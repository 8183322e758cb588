//! Sports-car sales API server.

use anyhow::Context;
use clap::Parser;
use sportscar_sales_api_rest::{create_app, AppState, Cli};
use sportscar_sales_common::{init_tracing, AppConfig};
use sportscar_sales_infrastructure::{DatabaseConfig, DatabasePool};
use tokio::net::TcpListener;
use tracing::info;

#[tokio::main]
async fn main() -> anyhow::Result<()> {
    let cli = Cli::parse();

    let mut config = AppConfig::load()?;
    cli.apply(&mut config);
    config.validate()?;

    init_tracing(&config.telemetry)?;

    info!(
        version = env!("CARGO_PKG_VERSION"),
        database = %config.database.path.display(),
        "Starting sports-car sales API"
    );

    let database = DatabasePool::new(&DatabaseConfig::from(&config.database))
        .await
        .with_context(|| {
            format!(
                "Failed to open database at {}",
                config.database.path.display()
            )
        })?;

    if config.database.bootstrap_schema {
        database
            .bootstrap_schema()
            .await
            .context("Failed to bootstrap database schema")?;
    }

    let address = config.server_address();
    let app = create_app(AppState::new(config, database.clone()));

    let listener = TcpListener::bind(&address)
        .await
        .with_context(|| format!("Failed to bind {}", address))?;

    info!(address = %address, "API - Sistema de Vendas de Carros Esportivos listening");

    axum::serve(listener, app)
        .with_graceful_shutdown(shutdown_signal())
        .await
        .context("Server error")?;

    database.close().await;
    info!("Shutdown complete");

    Ok(())
}

async fn shutdown_signal() {
    let ctrl_c = async {
        if let Err(e) = tokio::signal::ctrl_c().await {
            tracing::error!(error = %e, "Failed to listen for Ctrl+C");
            std::future::pending::<()>().await;
        }
    };

    #[cfg(unix)]
    let terminate = async {
        match tokio::signal::unix::signal(tokio::signal::unix::SignalKind::terminate()) {
            Ok(mut signal) => {
                signal.recv().await;
            }
            Err(e) => {
                tracing::error!(error = %e, "Failed to listen for SIGTERM");
                std::future::pending::<()>().await;
            }
        }
    };

    #[cfg(not(unix))]
    let terminate = std::future::pending::<()>();

    tokio::select! {
        _ = ctrl_c => info!("Received Ctrl+C, shutting down"),
        _ = terminate => info!("Received SIGTERM, shutting down"),
    }
}
//! SQLite implementation of the list/create repository.

use async_trait::async_trait;
use sqlx::SqlitePool;
use tracing::{debug, instrument};

use super::row::{row_to_json, JsonRow};
use super::{ResourceRepository, SqliteResource};
use crate::Result;

/// Repository serving every entity table from one pool.
///
/// A single value implements [`ResourceRepository`] for all six entities;
/// callers pick the entity by type.
#[derive(Debug, Clone)]
pub struct SqliteResourceRepository {
    pool: SqlitePool,
}

impl SqliteResourceRepository {
    /// Create a new repository instance.
    pub fn new(pool: SqlitePool) -> Self {
        Self { pool }
    }
}

#[async_trait]
impl<R: SqliteResource> ResourceRepository<R> for SqliteResourceRepository {
    #[instrument(skip(self), fields(table = R::TABLE))]
    async fn list(&self) -> Result<Vec<JsonRow>> {
        let rows = sqlx::query(&R::select_all_statement())
            .fetch_all(&self.pool)
            .await?;

        debug!(count = rows.len(), "Listed {} rows", R::LABEL);
        rows.iter()
            .map(|row| row_to_json(row, R::FLAG_COLUMNS))
            .collect()
    }

    #[instrument(skip(self, new), fields(table = R::TABLE))]
    async fn create(&self, new: &R::New) -> Result<i64> {
        let statement = R::insert_statement();
        let result = R::bind_new(new, sqlx::query(&statement))
            .execute(&self.pool)
            .await?;

        let id = result.last_insert_rowid();
        debug!(id, "Created {}", R::LABEL);
        Ok(id)
    }
}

### Exercise directions:
Write all the data out again, exactly.

### Result of this exercise:
repository 8183322e758cb588
//! Sports-car sales API server.

use anyhow::Context;
use clap::Parser;
use sportscar_sales_api_rest::{create_app, AppState, Cli};
use sportscar_sales_common::{init_tracing, AppConfig};
use sportscar_sales_infrastructure::{DatabaseConfig, DatabasePool};
use tokio::net::TcpListener;
use tracing::info;

#[tokio::main]
async fn main() -> anyhow::Result<()> {
    let cli = Cli::parse();

    let mut config = AppConfig::load()?;
    cli.apply(&mut config);
    config.validate()?;

    init_tracing(&config.telemetry)?;

    info!(
        version = env!("CARGO_PKG_VERSION"),
        database = %config.database.path.display(),
        "Starting sports-car sales API"
    );

    let database = DatabasePool::new(&DatabaseConfig::from(&config.database))
        .await
        .with_context(|| {
            format!(
                "Failed to open database at {}",
                config.database.path.display()
            )
        })?;

    if config.database.bootstrap_schema {
        database
            .bootstrap_schema()
            .await
            .context("Failed to bootstrap database schema")?;
    }

    let address = config.server_address();
    let app = create_app(AppState::new(config, database.clone()));

    let listener = TcpListener::bind(&address)
        .await
        .with_context(|| format!("Failed to bind {}", address))?;

    info!(address = %address, "API - Sistema de Vendas de Carros Esportivos listening");

    axum::serve(listener, app)
        .with_graceful_shutdown(shutdown_signal())
        .await
        .context("Server error")?;

    database.close().await;
    info!("Shutdown complete");

    Ok(())
}

async fn shutdown_signal() {
    let ctrl_c = async {
        if let Err(e) = tokio::signal::ctrl_c().await {
            tracing::error!(error = %e, "Failed to listen for Ctrl+C");
            std::future::pending::<()>().await;
        }
    };

    #[cfg(unix)]
    let terminate = async {
        match tokio::signal::unix::signal(tokio::signal::unix::SignalKind::terminate()) {
            Ok(mut signal) => {
                signal.recv().await;
            }
            Err(e) => {
                tracing::error!(error = %e, "Failed to listen for SIGTERM");
                std::future::pending::<()>().await;
            }
        }
    };

    #[cfg(not(unix))]
    let terminate = std::future::pending::<()>();

    tokio::select! {
        _ = ctrl_c => info!("Received Ctrl+C, shutting down"),
        _ = terminate => info!("Received SIGTERM, shutting down"),
    }
}
//! SQLite implementation of the list/create repository.

use async_trait::async_trait;
use sqlx::SqlitePool;
use tracing::{debug, instrument};

use super::row::{row_to_json, JsonRow};
use super::{ResourceRepository, SqliteResource};
use crate::Result;

/// Repository serving every entity table from one pool.
///
/// A single value implements [`ResourceRepository`] for all six entities;
/// callers pick the entity by type.
#[derive(Debug, Clone)]
pub struct SqliteResourceRepository {
    pool: SqlitePool,
}

impl SqliteResourceRepository {
    /// Create a new repository instance.
    pub fn new(pool: SqlitePool) -> Self {
        Self { pool }
    }
}

#[async_trait]
impl<R: SqliteResource> ResourceRepository<R> for SqliteResourceRepository {
    #[instrument(skip(self), fields(table = R::TABLE))]
    async fn list(&self) -> Result<Vec<JsonRow>> {
        let rows = sqlx::query(&R::select_all_statement())
            .fetch_all(&self.pool)
            .await?;

        debug!(count = rows.len(), "Listed {} rows", R::LABEL);
        rows.iter()
            .map(|row| row_to_json(row, R::FLAG_COLUMNS))
            .collect()
    }

    #[instrument(skip(self, new), fields(table = R::TABLE))]
    async fn create(&self, new: &R::New) -> Result<i64> {
        let statement = R::insert_statement();
        let result = R::bind_new(new, sqlx::query(&statement))
            .execute(&self.pool)
            .await?;

        let id = result.last_insert_rowid();
        debug!(id, "Created {}", R::LABEL);
        Ok(id)
    }
}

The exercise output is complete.